# Howdy, Folks!



## Amnesiac (Sep 25, 2015)

Hello, everyone! Obviously, I'm new. I wouldn't be posting in this thread, otherwise. I generally write macabre, strange, or twisted things. Oddly enough, I ended up writing a children's book and self-publishing it, and I'm working on another at the moment. :tongue: I have a fondness for the short story genre, but I'm also working on a novel called, "Punch," which is a very profane, very violent story, much in the same vein as, "Falling Down," but... ah... perhaps a good deal more brutal. One of my short stories received an Honorable Mention in "Glimmer Train."

Some more about me: (This is the boring part, so feel free to give it a skip. LOL) I am a US Army Panama and Desert Storm veteran. I served from 1987-1993. I was a flight medic on Hueys and Blackhawks. I am an avid reader, woodworker, scuba diver, artist, musician (piano, guitar, drums, vocals, and multi-track mixing), and a member of MENSA. I hold a black belt in Isshinryu karate, lived in Japan for ten years, and I'm fluent (self-taught) in Japanese and speak a little Arabic, Urdu, Korean, and Spanish. I ran a company for 17 years that supplied nozzle systems for injection molding of thermoplastics. I've since, thankfully, retired from that. I now work at an art studio owned by my mother-in-law, and I'm studying to be an art teacher. She is the one who did the illustrations for the children's book that I wrote, BTW.

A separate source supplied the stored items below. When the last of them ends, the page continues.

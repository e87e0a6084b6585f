//! Command parameter builder.
//!
//! CloudStack commands are plain key/value string parameters. [`ApiParams`] collects them from
//! typed inputs, and [`ApiRequest`] pairs them with the command name handed to an
//! [`ApiCaller`](crate::client::ApiCaller). [`ApiCommand`] ties a typed request to the
//! envelope its response decodes into.

use serde::de::DeserializeOwned;
use std::collections::BTreeMap;
use std::fmt::Display;

/// Builder for command parameters.
///
/// Setting a key twice keeps the last value.
#[derive(Debug, Default, Clone, PartialEq, Eq)]
pub struct ApiParams {
    pairs: BTreeMap<&'static str, String>,
}

impl ApiParams {
    /// Create a new, empty builder.
    #[must_use]
    pub fn new() -> Self {
        Self {
            pairs: BTreeMap::new(),
        }
    }

    /// Set a required key/value pair.
    pub fn set<T>(&mut self, key: &'static str, value: T)
    where
        T: Display,
    {
        self.pairs.insert(key, value.to_string());
    }

    /// Set a key/value pair when the value is present.
    ///
    /// A present empty string is still sent; only `None` is skipped.
    pub fn set_opt<T>(&mut self, key: &'static str, value: Option<T>)
    where
        T: Display,
    {
        if let Some(value) = value {
            self.set(key, value);
        }
    }

    /// Set a key to the comma-joined rendering of `values`.
    pub fn set_list<I, T>(&mut self, key: &'static str, values: I)
    where
        I: IntoIterator<Item = T>,
        T: Display,
    {
        let joined = values
            .into_iter()
            .map(|value| value.to_string())
            .collect::<Vec<_>>()
            .join(",");
        self.pairs.insert(key, joined);
    }

    /// Look up the value stored for `key`.
    #[must_use]
    pub fn get(&self, key: &str) -> Option<&str> {
        self.pairs.get(key).map(String::as_str)
    }

    /// Returns true if `key` has been set.
    #[must_use]
    pub fn contains(&self, key: &str) -> bool {
        self.pairs.contains_key(key)
    }

    /// Number of parameters collected.
    #[must_use]
    pub fn len(&self) -> usize {
        self.pairs.len()
    }

    /// Returns true if no parameters have been added.
    #[must_use]
    pub fn is_empty(&self) -> bool {
        self.pairs.is_empty()
    }

    /// Iterate over the collected pairs in key order.
    pub fn iter(&self) -> impl Iterator<Item = (&'static str, &str)> {
        self.pairs.iter().map(|(key, value)| (*key, value.as_str()))
    }

    /// Return the collected key/value pairs.
    #[must_use]
    pub fn into_pairs(self) -> Vec<(&'static str, String)> {
        self.pairs.into_iter().collect()
    }
}

/// A single CloudStack command invocation.
#[derive(Debug, Clone, PartialEq, Eq)]
pub struct ApiRequest {
    command: &'static str,
    params: ApiParams,
}

impl ApiRequest {
    /// Create a request for `command` with the given parameters.
    #[must_use]
    pub fn new(command: &'static str, params: ApiParams) -> Self {
        Self { command, params }
    }

    /// The command name, e.g. `deployVirtualMachine`.
    #[must_use]
    pub fn command(&self) -> &'static str {
        self.command
    }

    /// The command parameters.
    #[must_use]
    pub fn params(&self) -> &ApiParams {
        &self.params
    }

    /// The top-level key CloudStack wraps this command's response in.
    #[must_use]
    pub fn envelope_key(&self) -> String {
        format!("{}response", self.command.to_lowercase())
    }
}

/// A typed CloudStack command.
///
/// Each command names itself, renders its parameters, and declares the response envelope it
/// decodes into. Envelopes are command specific and never shared.
pub trait ApiCommand {
    /// Command name sent as the `command` parameter.
    const NAME: &'static str;

    /// Envelope the response body decodes into.
    type Response: DeserializeOwned;

    /// Render the command parameters.
    fn to_params(&self) -> ApiParams;

    /// Build the request for this command.
    fn to_request(&self) -> ApiRequest {
        ApiRequest::new(Self::NAME, self.to_params())
    }
}
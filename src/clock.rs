//! Time source abstraction
//!
//! Deadline and due-date gating compares against a `Clock` rather than
//! calling `Utc::now()` directly, so the exact boundary behavior is
//! deterministic under test.

use std::sync::{Arc, RwLock};

use chrono::{DateTime, Duration, Utc};

/// Source of the current time
pub trait Clock: Send + Sync {
    fn now(&self) -> DateTime<Utc>;
}

/// Wall-clock time
#[derive(Debug, Clone, Copy, Default)]
pub struct SystemClock;

impl Clock for SystemClock {
    fn now(&self) -> DateTime<Utc> {
        Utc::now()
    }
}

/// Manually driven clock for tests
#[derive(Debug, Clone)]
pub struct ManualClock {
    now: Arc<RwLock<DateTime<Utc>>>,
}

impl ManualClock {
    pub fn new(now: DateTime<Utc>) -> Self {
        Self {
            now: Arc::new(RwLock::new(now)),
        }
    }

    pub fn set(&self, now: DateTime<Utc>) {
        *self.now.write().expect("clock lock poisoned") = now;
    }

    pub fn advance(&self, by: Duration) {
        let mut now = self.now.write().expect("clock lock poisoned");
        *now += by;
    }
}

impl Clock for ManualClock {
    fn now(&self) -> DateTime<Utc> {
        *self.now.read().expect("clock lock poisoned")
    }
}

#[cfg(test)]
mod tests {
    use super::*;

    #[test]
    fn manual_clock_advances() {
        let start = Utc::now();
        let clock = ManualClock::new(start);
        assert_eq!(clock.now(), start);

        clock.advance(Duration::seconds(30));
        assert_eq!(clock.now(), start + Duration::seconds(30));

        clock.set(start);
        assert_eq!(clock.now(), start);
    }
}
/// Configuration for the escrow manager
#[derive(Debug, Clone, Deserialize)]
#[serde(default)]
pub struct EscrowManagerConfig {
    /// Platform fee percentage (0..=30)
    pub fee_percent: u8,
    /// Account receiving platform fees
    pub platform_wallet: String,
    /// Privileged identity for disputes and recovery
    pub arbitrator: String,
    /// Account holding custodied funds on the settlement layer; also the
    /// allowance spender for token funding
    pub custody_account: String,
    /// Default token handle for token escrows
    pub settlement_token: Option<String>,
    /// Maximum escrow amount in smallest currency units
    pub max_escrow_amount: u64,
}

impl Default for EscrowManagerConfig {
    fn default() -> Self {
        Self {
            fee_percent: 10,
            platform_wallet: "platform".to_string(),
            arbitrator: "arbitrator".to_string(),
            custody_account: "escrow-custody".to_string(),
            settlement_token: None,
            max_escrow_amount: 1_000_000_000_000,
        }
    }
}

/// Mutable administrative state
#[derive(Debug, Clone)]
struct AdminState {
    fee_percent: u8,
    platform_wallet: String,
    settlement_token: Option<String>,
    paused: bool,
}

/// Escrow creation request
#[derive(Debug, Clone)]
pub struct CreateEscrowRequest {
    /// Caller-supplied identifier, unique per active agreement
    pub id: Uuid,
    pub client: String,
    pub freelancer: String,
    pub deadline: DateTime<Utc>,
    pub milestone_descriptions: Vec<String>,
    pub milestone_amounts: Vec<u64>,
    pub milestone_due_dates: Vec<DateTime<Utc>>,
    /// Settle in the configured fungible token instead of native currency
    pub use_token: bool,
    /// Attached value for native escrows
    pub deposited_value: u64,
}

/// Main escrow manager that coordinates the lifecycle state machine
pub struct EscrowManager {
    arbitrator: String,
    custody_account: String,
    max_escrow_amount: u64,
    admin: RwLock<AdminState>,
    /// In-memory escrow storage (in production, this would be a database)
    escrows: RwLock<HashMap<Uuid, Escrow>>,
    disputes: RwLock<HashMap<Uuid, Dispute>>,
    events: RwLock<Vec<EscrowEvent>>,
    /// Escrow ids per participant identity
    participant_escrows: RwLock<HashMap<String, Vec<Uuid>>>,
    tracker: Arc<MilestoneTracker>,
    settlement: Arc<dyn Settlement>,
    clock: Arc<dyn Clock>,
    /// Serializes mutating operations; second line of reentrancy defense
    op_lock: Mutex<()>,
}
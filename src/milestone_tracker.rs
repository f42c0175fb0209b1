//! Milestone Tracker - Per-escrow sub-ledger of deliverables
//!
//! Owns the ordered milestone sequences keyed by escrow id and pays out
//! approved milestones directly through the settlement primitive. The tracker
//! holds no reference to the escrow record: the escrow manager hands it every
//! payout parameter per call, and the manager is responsible for array-shape
//! validation and caller authorization before delegating.

use std::collections::HashMap;
use std::sync::Arc;

use chrono::{DateTime, Utc};
use tokio::sync::RwLock;
use tracing::info;
use uuid::Uuid;

use crate::EscrowResult;
use crate::clock::Clock;
use crate::error::EscrowError;
use crate::fees;
use crate::models::{Milestone, SettlementKind};
use crate::settlement::Settlement;

/// Payout parameters handed in by the escrow manager on each approval
#[derive(Debug, Clone)]
pub struct MilestonePayout {
    pub freelancer: String,
    pub platform_wallet: String,
    pub fee_percent: u8,
    pub token: Option<String>,
    pub kind: SettlementKind,
}

/// Tracks milestone sequences and settles per-milestone payouts
pub struct MilestoneTracker {
    milestones: RwLock<HashMap<Uuid, Vec<Milestone>>>,
    settlement: Arc<dyn Settlement>,
    clock: Arc<dyn Clock>,
}

impl MilestoneTracker {
    /// Create a new tracker
    pub fn new(settlement: Arc<dyn Settlement>, clock: Arc<dyn Clock>) -> Self {
        Self {
            milestones: RwLock::new(HashMap::new()),
            settlement,
            clock,
        }
    }

    /// Append milestones for an escrow
    ///
    /// Shape validation (equal lengths, amounts summing to the escrow total)
    /// is the caller's responsibility before invocation.
    pub async fn add_milestones(
        &self,
        escrow_id: Uuid,
        descriptions: Vec<String>,
        amounts: Vec<u64>,
        due_dates: Vec<DateTime<Utc>>,
    ) {
        let entries: Vec<Milestone> = descriptions
            .into_iter()
            .zip(amounts)
            .zip(due_dates)
            .map(|((description, amount), due_date)| Milestone::new(description, amount, due_date))
            .collect();

        info!("Adding {} milestones for escrow {}", entries.len(), escrow_id);

        self.milestones
            .write()
            .await
            .entry(escrow_id)
            .or_default()
            .extend(entries);
    }

    /// Mark a milestone complete, before its own due date
    pub async fn complete_milestone(&self, escrow_id: Uuid, index: usize) -> EscrowResult<Milestone> {
        let now = self.clock.now();
        let mut milestones = self.milestones.write().await;
        let milestone = milestones
            .get_mut(&escrow_id)
            .and_then(|seq| seq.get_mut(index))
            .ok_or(EscrowError::MilestoneNotFound { escrow_id, index })?;

        if milestone.completed {
            return Err(EscrowError::state_transition(
                "Completed".to_string(),
                "Completed".to_string(),
                format!("Milestone {index} is already completed"),
            ));
        }
        if now > milestone.due_date {
            return Err(EscrowError::deadline(format!(
                "Milestone {index} due date has passed"
            )));
        }

        milestone.completed = true;
        milestone.completed_at = Some(now);

        info!("Completed milestone {} of escrow {}", index, escrow_id);

        Ok(milestone.clone())
    }

    /// Approve a completed milestone and pay out its portion
    ///
    /// The fee split is computed on this milestone's amount alone. Returns the
    /// milestone amount settled out of custody.
    pub async fn approve_milestone(
        &self,
        escrow_id: Uuid,
        index: usize,
        payout: MilestonePayout,
    ) -> EscrowResult<u64> {
        let now = self.clock.now();
        let amount = {
            let mut milestones = self.milestones.write().await;
            let milestone = milestones
                .get_mut(&escrow_id)
                .and_then(|seq| seq.get_mut(index))
                .ok_or(EscrowError::MilestoneNotFound { escrow_id, index })?;

            if !milestone.completed {
                return Err(EscrowError::state_transition(
                    "Pending".to_string(),
                    "Approved".to_string(),
                    format!("Milestone {index} is not completed"),
                ));
            }
            if milestone.approved {
                return Err(EscrowError::state_transition(
                    "Approved".to_string(),
                    "Approved".to_string(),
                    format!("Milestone {index} is already approved"),
                ));
            }

            // Approval committed before any external settlement call; a
            // reentrant approval sees the flag and is rejected above.
            milestone.approved = true;
            milestone.approved_at = Some(now);
            milestone.amount
        };

        let split = fees::calculate_fee(amount, payout.fee_percent)?;
        if let Err(err) = self.settle(&payout, split.remainder, split.fee).await {
            // Failed settlement aborts the approval with no state change
            let mut milestones = self.milestones.write().await;
            if let Some(milestone) = milestones.get_mut(&escrow_id).and_then(|s| s.get_mut(index)) {
                milestone.approved = false;
                milestone.approved_at = None;
            }
            return Err(err);
        }

        info!(
            "Approved milestone {} of escrow {}: {} to freelancer, {} platform fee",
            index, escrow_id, split.remainder, split.fee
        );

        Ok(amount)
    }

    async fn settle(
        &self,
        payout: &MilestonePayout,
        freelancer_amount: u64,
        platform_fee: u64,
    ) -> EscrowResult<()> {
        match payout.kind {
            SettlementKind::Native => {
                if freelancer_amount > 0 {
                    self.settlement
                        .transfer_native(&payout.freelancer, freelancer_amount)
                        .await?;
                }
                if platform_fee > 0 {
                    self.settlement
                        .transfer_native(&payout.platform_wallet, platform_fee)
                        .await?;
                }
            }
            SettlementKind::Token => {
                let token = payout
                    .token
                    .as_deref()
                    .ok_or_else(|| EscrowError::validation("Token escrow has no token handle"))?;
                if freelancer_amount > 0 {
                    self.settlement
                        .transfer_token(token, &payout.freelancer, freelancer_amount)
                        .await?;
                }
                if platform_fee > 0 {
                    self.settlement
                        .transfer_token(token, &payout.platform_wallet, platform_fee)
                        .await?;
                }
            }
        }
        Ok(())
    }

    /// Full milestone sequence for an escrow
    pub async fn milestones(&self, escrow_id: Uuid) -> Vec<Milestone> {
        self.milestones
            .read()
            .await
            .get(&escrow_id)
            .cloned()
            .unwrap_or_default()
    }

    /// Number of milestones for an escrow
    pub async fn milestone_count(&self, escrow_id: Uuid) -> usize {
        self.milestones
            .read()
            .await
            .get(&escrow_id)
            .map(Vec::len)
            .unwrap_or(0)
    }

    /// One milestone by index; out of range is an error, not a default
    pub async fn milestone(&self, escrow_id: Uuid, index: usize) -> EscrowResult<Milestone> {
        self.milestones
            .read()
            .await
            .get(&escrow_id)
            .and_then(|seq| seq.get(index))
            .cloned()
            .ok_or(EscrowError::MilestoneNotFound { escrow_id, index })
    }

    /// Whether the escrow has any milestones
    pub async fn has_milestones(&self, escrow_id: Uuid) -> bool {
        self.milestone_count(escrow_id).await > 0
    }

    /// Whether the escrow has milestones and every one is approved
    pub async fn all_approved(&self, escrow_id: Uuid) -> bool {
        self.milestones
            .read()
            .await
            .get(&escrow_id)
            .map(|seq| !seq.is_empty() && seq.iter().all(|m| m.approved))
            .unwrap_or(false)
    }
}

#[cfg(test)]
mod tests {
    use super::*;
    use crate::clock::ManualClock;
    use crate::settlement::MemoryLedger;

    fn payout() -> MilestonePayout {
        MilestonePayout {
            freelancer: "freelancer".to_string(),
            platform_wallet: "platform".to_string(),
            fee_percent: 20,
            token: None,
            kind: SettlementKind::Native,
        }
    }

    async fn tracker_with_milestones(
        amounts: &[u64],
        funded: u64,
    ) -> (MilestoneTracker, Arc<MemoryLedger>, ManualClock, Uuid) {
        let clock = ManualClock::new(Utc::now());
        let ledger = MemoryLedger::new("custody");
        ledger.credit_native("custody", funded).await;

        let tracker = MilestoneTracker::new(ledger.clone(), Arc::new(clock.clone()));
        let escrow_id = Uuid::new_v4();
        let due = clock.now() + chrono::Duration::days(7);
        tracker
            .add_milestones(
                escrow_id,
                amounts.iter().map(|a| format!("deliverable {a}")).collect(),
                amounts.to_vec(),
                vec![due; amounts.len()],
            )
            .await;

        (tracker, ledger, clock, escrow_id)
    }

    #[tokio::test]
    async fn complete_then_approve_pays_split() {
        let (tracker, ledger, _clock, id) = tracker_with_milestones(&[400, 600], 1000).await;

        tracker.complete_milestone(id, 0).await.unwrap();
        let paid = tracker.approve_milestone(id, 0, payout()).await.unwrap();

        assert_eq!(paid, 400);
        assert_eq!(ledger.native_balance("freelancer").await, 320);
        assert_eq!(ledger.native_balance("platform").await, 80);
        assert!(tracker.milestone(id, 0).await.unwrap().approved);
        assert!(!tracker.all_approved(id).await);
    }

    #[tokio::test]
    async fn approve_requires_completion() {
        let (tracker, _ledger, _clock, id) = tracker_with_milestones(&[500], 500).await;

        let err = tracker.approve_milestone(id, 0, payout()).await.unwrap_err();
        assert!(matches!(err, EscrowError::StateTransition { .. }));
    }

    #[tokio::test]
    async fn double_approval_fails_without_second_settlement() {
        let (tracker, ledger, _clock, id) = tracker_with_milestones(&[500], 500).await;

        tracker.complete_milestone(id, 0).await.unwrap();
        tracker.approve_milestone(id, 0, payout()).await.unwrap();

        let err = tracker.approve_milestone(id, 0, payout()).await.unwrap_err();
        assert!(matches!(err, EscrowError::StateTransition { .. }));
        // Balances unchanged by the failed second approval
        assert_eq!(ledger.native_balance("freelancer").await, 400);
        assert_eq!(ledger.native_balance("platform").await, 100);
    }

    #[tokio::test]
    async fn completion_blocked_after_due_date() {
        let (tracker, _ledger, clock, id) = tracker_with_milestones(&[500], 500).await;

        clock.advance(chrono::Duration::days(8));
        let err = tracker.complete_milestone(id, 0).await.unwrap_err();
        assert!(matches!(err, EscrowError::Deadline(_)));
    }

    #[tokio::test]
    async fn double_completion_rejected() {
        let (tracker, _ledger, _clock, id) = tracker_with_milestones(&[500], 500).await;

        tracker.complete_milestone(id, 0).await.unwrap();
        let err = tracker.complete_milestone(id, 0).await.unwrap_err();
        assert!(matches!(err, EscrowError::StateTransition { .. }));
    }

    #[tokio::test]
    async fn out_of_range_index_is_an_error() {
        let (tracker, _ledger, _clock, id) = tracker_with_milestones(&[500], 500).await;

        assert!(matches!(
            tracker.milestone(id, 3).await,
            Err(EscrowError::MilestoneNotFound { index: 3, .. })
        ));
        assert!(tracker.complete_milestone(id, 3).await.is_err());
    }

    #[tokio::test]
    async fn failed_settlement_rolls_back_approval() {
        // Custody holds less than the milestone amount
        let (tracker, ledger, _clock, id) = tracker_with_milestones(&[500], 100).await;

        tracker.complete_milestone(id, 0).await.unwrap();
        let err = tracker.approve_milestone(id, 0, payout()).await.unwrap_err();
        assert!(matches!(err, EscrowError::Settlement(_)));

        // Approval flag rolled back, nothing settled
        assert!(!tracker.milestone(id, 0).await.unwrap().approved);
        assert_eq!(ledger.native_balance("freelancer").await, 0);
    }

    #[tokio::test]
    async fn all_approved_after_every_milestone() {
        let (tracker, _ledger, _clock, id) = tracker_with_milestones(&[400, 600], 1000).await;

        for index in 0..2 {
            tracker.complete_milestone(id, index).await.unwrap();
            tracker.approve_milestone(id, index, payout()).await.unwrap();
        }
        assert!(tracker.all_approved(id).await);
    }
}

I'm very pleased to be here, and I'm looking forward to getting to know everyone. Cheers!


----------



## Blade (Sep 25, 2015)

:hi:Welcome to the forums Amnesiac.

Catchy user name, I guess we will not have to worry about you holding any grudges.:eagerness: I find it interesting that you are into children's books considering your rather interesting background. It always helps to have some writing experience as well as lots of life experience to help produce future efforts.:thumbl:

In any case have a good look around the forums to see all that is going on. I realize there are a lot of boards but we like to segregate everything to provide specific places for various interests. If you have any question do not hesitate to ask. Good luck in your writing endeavours.8)


----------



## Amnesiac (Sep 25, 2015)

Thank you, Blade. I've been writing for years, but yes, the children's book foray is something quite new and unexpected. The story actually started out as a story involving adults and written _for_ adults, but my wife thought it would, with some editing, make a cute children's book, so.... there it is.  Thanks for the welcome!


----------



## Firemajic (Sep 25, 2015)

sigh..okkkk .. seriously intimidated by alllll of your achievements... I was going to say that I crack the whip in the fabulous poetry thread.. but you have a black belt...sooo... wellll, welcome! Hi, my name is Julia, and I hide out in the poetry thread... nice to meet you! I have not done the cool stuff that you have... you must have a lot of awesome stories about your adventures... so, I am looking forward to reading them... catch ya later.. enjoy, explore and have a blast..


----------



## Amnesiac (Sep 25, 2015)

Thanks, Julia! It's been quite an adventure, so far! I probably inadvertently sound like a braggart... I certainly don't mean to come across that way. Thanks for the welcome!


----------



## Firemajic (Sep 25, 2015)

Noooo...absolutely not bagging... lol.. you have just been very .. busy! I admire that... I washed my car once... and...oh yeah.. I got a speeding ticket..but that's about all I have accomplished... oh and I am a horse thief... well, they were abusing him... sooo... still... not like scuba diving or flying a chopper..


----------



## Amnesiac (Sep 25, 2015)

Hahahaha... Well, I've only actually flown a chopper a few times, sitting in the copilot seat on the way home from a medevac. I'd be curious to hear about your rescue of the horse. People have no regard for animals. It makes me so angry. My heritage is Irish, English, and Crow Indian. There is no word in the Native American languages, as I understand it, for "animal." We are all animals -- One big family, and the ones with wings, four legs, or fins are all _the cousins. _​

(Oh yeah: My username -- I'm a fan of Radiohead, so...)


----------



## Firemajic (Sep 25, 2015)

Cherokee Nation and Irish traveler...on my Mothers side of the family... wellll, I tried to get help for this horse... but no one would get involved.. so I took him and hid him in my barn... the owners found him and shot him in front of me... then pressed charges...


----------



## Darkkin (Sep 25, 2015)

(_Peers up from bottom of pond...waves hello.  Disappears back into quantum pocket._)


----------



## escorial (Sep 27, 2015)

View attachment 9850


----------



## Gumby (Sep 27, 2015)

Welcome to WF, Amnesiac! That is quite a list of accomplishments you have there, great fodder for the fire of writing, I say.


----------



## Amnesiac (Sep 28, 2015)

Thanks again, everyone. Glad to be here.


----------



## Bard_Daniel (Sep 29, 2015)

Hi there!

Your achievements kind of blew mine out of the water. Jeez! What a life! Good though, you must have some much inner material to mold your creative shapes with! 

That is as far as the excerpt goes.